TASK TO CARRY OUT: Your answer should be the lines below from the one with "pub fn record_success(&self, rpc_url: &str)" to the one with "status for an endpoint", both included, given again exactly and with nothing added.

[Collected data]
*** Begin section ***

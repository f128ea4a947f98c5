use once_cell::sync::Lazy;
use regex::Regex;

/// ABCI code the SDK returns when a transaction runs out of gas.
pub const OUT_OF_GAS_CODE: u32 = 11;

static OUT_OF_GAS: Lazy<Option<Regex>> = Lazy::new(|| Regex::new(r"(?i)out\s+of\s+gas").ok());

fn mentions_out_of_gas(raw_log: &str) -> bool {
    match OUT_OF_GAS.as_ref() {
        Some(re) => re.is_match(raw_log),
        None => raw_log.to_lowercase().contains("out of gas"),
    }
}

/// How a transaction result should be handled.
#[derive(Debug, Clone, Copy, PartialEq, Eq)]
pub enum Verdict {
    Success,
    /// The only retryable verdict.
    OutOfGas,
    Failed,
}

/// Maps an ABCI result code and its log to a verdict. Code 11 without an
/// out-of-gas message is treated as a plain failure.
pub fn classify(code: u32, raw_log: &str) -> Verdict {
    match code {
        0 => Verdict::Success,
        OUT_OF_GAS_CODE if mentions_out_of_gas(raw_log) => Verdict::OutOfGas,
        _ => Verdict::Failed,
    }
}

*** End section ***
*** Begin section ***

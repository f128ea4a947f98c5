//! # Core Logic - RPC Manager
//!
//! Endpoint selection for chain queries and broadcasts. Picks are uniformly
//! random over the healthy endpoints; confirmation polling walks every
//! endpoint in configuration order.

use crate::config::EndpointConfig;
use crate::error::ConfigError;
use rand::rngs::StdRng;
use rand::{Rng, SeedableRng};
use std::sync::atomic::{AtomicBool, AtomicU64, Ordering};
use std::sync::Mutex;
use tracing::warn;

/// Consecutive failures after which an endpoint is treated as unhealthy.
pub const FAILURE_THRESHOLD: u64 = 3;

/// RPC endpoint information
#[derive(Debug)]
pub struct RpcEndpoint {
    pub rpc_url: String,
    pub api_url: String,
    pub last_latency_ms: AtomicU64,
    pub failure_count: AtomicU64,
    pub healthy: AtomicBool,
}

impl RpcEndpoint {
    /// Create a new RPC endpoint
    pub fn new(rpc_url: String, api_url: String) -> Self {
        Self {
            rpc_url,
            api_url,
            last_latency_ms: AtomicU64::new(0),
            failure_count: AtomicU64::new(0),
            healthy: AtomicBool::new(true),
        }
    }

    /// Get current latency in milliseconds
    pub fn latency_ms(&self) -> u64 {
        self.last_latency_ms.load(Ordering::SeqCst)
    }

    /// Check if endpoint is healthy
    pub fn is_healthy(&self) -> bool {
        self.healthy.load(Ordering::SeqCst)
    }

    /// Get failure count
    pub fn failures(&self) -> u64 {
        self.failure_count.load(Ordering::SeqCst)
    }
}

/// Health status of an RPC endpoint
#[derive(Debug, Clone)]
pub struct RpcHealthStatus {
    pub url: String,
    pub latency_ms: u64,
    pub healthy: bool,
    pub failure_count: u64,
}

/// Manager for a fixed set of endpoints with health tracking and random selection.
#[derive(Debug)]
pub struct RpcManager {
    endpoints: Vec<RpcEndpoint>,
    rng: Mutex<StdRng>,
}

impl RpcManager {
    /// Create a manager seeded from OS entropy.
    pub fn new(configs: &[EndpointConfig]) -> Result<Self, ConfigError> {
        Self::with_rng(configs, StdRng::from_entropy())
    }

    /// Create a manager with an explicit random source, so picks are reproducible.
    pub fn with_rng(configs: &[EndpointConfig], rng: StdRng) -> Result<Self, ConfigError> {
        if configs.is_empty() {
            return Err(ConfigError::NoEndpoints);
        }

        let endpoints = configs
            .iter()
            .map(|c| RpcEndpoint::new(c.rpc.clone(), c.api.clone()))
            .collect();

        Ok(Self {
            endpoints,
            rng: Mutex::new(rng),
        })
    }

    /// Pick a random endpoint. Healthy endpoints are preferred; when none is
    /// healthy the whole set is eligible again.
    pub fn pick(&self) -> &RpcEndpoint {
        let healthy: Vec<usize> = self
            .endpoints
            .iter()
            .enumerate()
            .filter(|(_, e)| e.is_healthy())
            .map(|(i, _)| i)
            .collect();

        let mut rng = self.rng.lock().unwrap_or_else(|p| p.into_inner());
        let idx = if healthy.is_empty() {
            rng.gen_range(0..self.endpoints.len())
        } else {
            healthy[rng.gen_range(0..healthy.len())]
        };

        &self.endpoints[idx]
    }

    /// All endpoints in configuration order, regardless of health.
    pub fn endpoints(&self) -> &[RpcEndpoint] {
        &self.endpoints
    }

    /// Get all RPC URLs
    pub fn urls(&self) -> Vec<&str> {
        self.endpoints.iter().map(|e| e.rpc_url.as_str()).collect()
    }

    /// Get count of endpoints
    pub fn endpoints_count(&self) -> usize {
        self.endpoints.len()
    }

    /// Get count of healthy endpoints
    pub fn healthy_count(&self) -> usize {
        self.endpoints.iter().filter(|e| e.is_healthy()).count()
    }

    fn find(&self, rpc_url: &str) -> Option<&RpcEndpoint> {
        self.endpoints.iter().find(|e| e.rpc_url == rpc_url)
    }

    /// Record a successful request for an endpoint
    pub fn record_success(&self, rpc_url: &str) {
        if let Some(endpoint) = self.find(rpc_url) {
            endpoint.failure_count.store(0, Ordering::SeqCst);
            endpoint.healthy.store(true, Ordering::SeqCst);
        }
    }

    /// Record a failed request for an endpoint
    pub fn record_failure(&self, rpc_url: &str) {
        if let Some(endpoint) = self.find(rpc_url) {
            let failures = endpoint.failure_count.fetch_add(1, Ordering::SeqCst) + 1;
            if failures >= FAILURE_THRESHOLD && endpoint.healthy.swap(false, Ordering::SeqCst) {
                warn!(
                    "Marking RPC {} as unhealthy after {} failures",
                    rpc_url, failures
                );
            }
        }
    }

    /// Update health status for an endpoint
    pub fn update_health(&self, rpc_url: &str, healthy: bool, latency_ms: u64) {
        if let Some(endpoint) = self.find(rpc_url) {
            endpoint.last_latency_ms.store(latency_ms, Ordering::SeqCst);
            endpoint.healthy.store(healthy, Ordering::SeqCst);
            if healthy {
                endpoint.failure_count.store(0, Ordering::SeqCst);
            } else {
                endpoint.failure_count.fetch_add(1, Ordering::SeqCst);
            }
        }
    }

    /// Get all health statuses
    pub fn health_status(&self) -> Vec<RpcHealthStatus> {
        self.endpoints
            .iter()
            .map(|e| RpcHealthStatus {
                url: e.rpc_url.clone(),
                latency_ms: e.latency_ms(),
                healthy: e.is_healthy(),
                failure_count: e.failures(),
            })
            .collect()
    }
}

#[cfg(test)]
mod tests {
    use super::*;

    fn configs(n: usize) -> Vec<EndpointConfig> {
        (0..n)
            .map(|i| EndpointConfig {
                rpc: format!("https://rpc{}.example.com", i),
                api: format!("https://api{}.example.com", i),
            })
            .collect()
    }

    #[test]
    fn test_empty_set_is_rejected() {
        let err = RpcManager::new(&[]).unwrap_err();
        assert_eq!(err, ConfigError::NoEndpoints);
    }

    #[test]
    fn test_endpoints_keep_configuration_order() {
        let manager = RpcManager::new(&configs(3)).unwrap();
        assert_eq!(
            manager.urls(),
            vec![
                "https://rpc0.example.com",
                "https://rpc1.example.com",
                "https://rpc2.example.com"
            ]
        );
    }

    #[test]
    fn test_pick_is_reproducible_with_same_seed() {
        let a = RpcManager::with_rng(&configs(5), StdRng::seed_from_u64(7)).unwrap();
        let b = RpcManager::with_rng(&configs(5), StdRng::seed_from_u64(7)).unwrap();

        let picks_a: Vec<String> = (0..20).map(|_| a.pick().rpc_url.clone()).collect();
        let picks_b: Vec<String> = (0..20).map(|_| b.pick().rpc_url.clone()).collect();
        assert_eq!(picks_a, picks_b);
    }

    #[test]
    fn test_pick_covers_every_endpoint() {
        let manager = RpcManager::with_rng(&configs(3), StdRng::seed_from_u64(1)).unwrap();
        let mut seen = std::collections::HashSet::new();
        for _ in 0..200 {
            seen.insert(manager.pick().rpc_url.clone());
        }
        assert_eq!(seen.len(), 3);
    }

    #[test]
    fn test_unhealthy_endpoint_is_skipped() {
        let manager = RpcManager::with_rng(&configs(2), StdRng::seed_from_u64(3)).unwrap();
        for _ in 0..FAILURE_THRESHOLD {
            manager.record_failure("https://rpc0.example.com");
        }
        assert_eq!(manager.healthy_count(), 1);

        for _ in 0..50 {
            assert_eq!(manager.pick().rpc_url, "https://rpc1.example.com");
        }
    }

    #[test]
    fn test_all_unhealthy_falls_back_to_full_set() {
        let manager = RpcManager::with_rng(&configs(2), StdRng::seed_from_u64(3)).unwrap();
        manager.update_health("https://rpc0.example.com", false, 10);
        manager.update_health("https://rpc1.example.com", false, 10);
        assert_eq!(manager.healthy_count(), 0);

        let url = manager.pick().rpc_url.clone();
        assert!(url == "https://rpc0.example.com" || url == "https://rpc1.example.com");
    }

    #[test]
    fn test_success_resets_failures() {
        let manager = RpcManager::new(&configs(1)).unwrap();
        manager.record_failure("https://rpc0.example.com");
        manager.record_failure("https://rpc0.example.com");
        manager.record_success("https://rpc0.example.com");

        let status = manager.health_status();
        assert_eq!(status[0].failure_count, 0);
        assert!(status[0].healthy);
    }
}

*** End section ***

SOLUTION:
    pub fn record_success(&self, rpc_url: &str) {
        if let Some(endpoint) = self.find(rpc_url) {
            endpoint.failure_count.store(0, Ordering::SeqCst);
            endpoint.healthy.store(true, Ordering::SeqCst);
        }
    }

    /// Record a failed request for an endpoint
    pub fn record_failure(&self, rpc_url: &str) {
        if let Some(endpoint) = self.find(rpc_url) {
            let failures = endpoint.failure_count.fetch_add(1, Ordering::SeqCst) + 1;
            if failures >= FAILURE_THRESHOLD && endpoint.healthy.swap(false, Ordering::SeqCst) {
                warn!(
                    "Marking RPC {} as unhealthy after {} failures",
                    rpc_url, failures
                );
            }
        }
    }

    /// Update health status for an endpoint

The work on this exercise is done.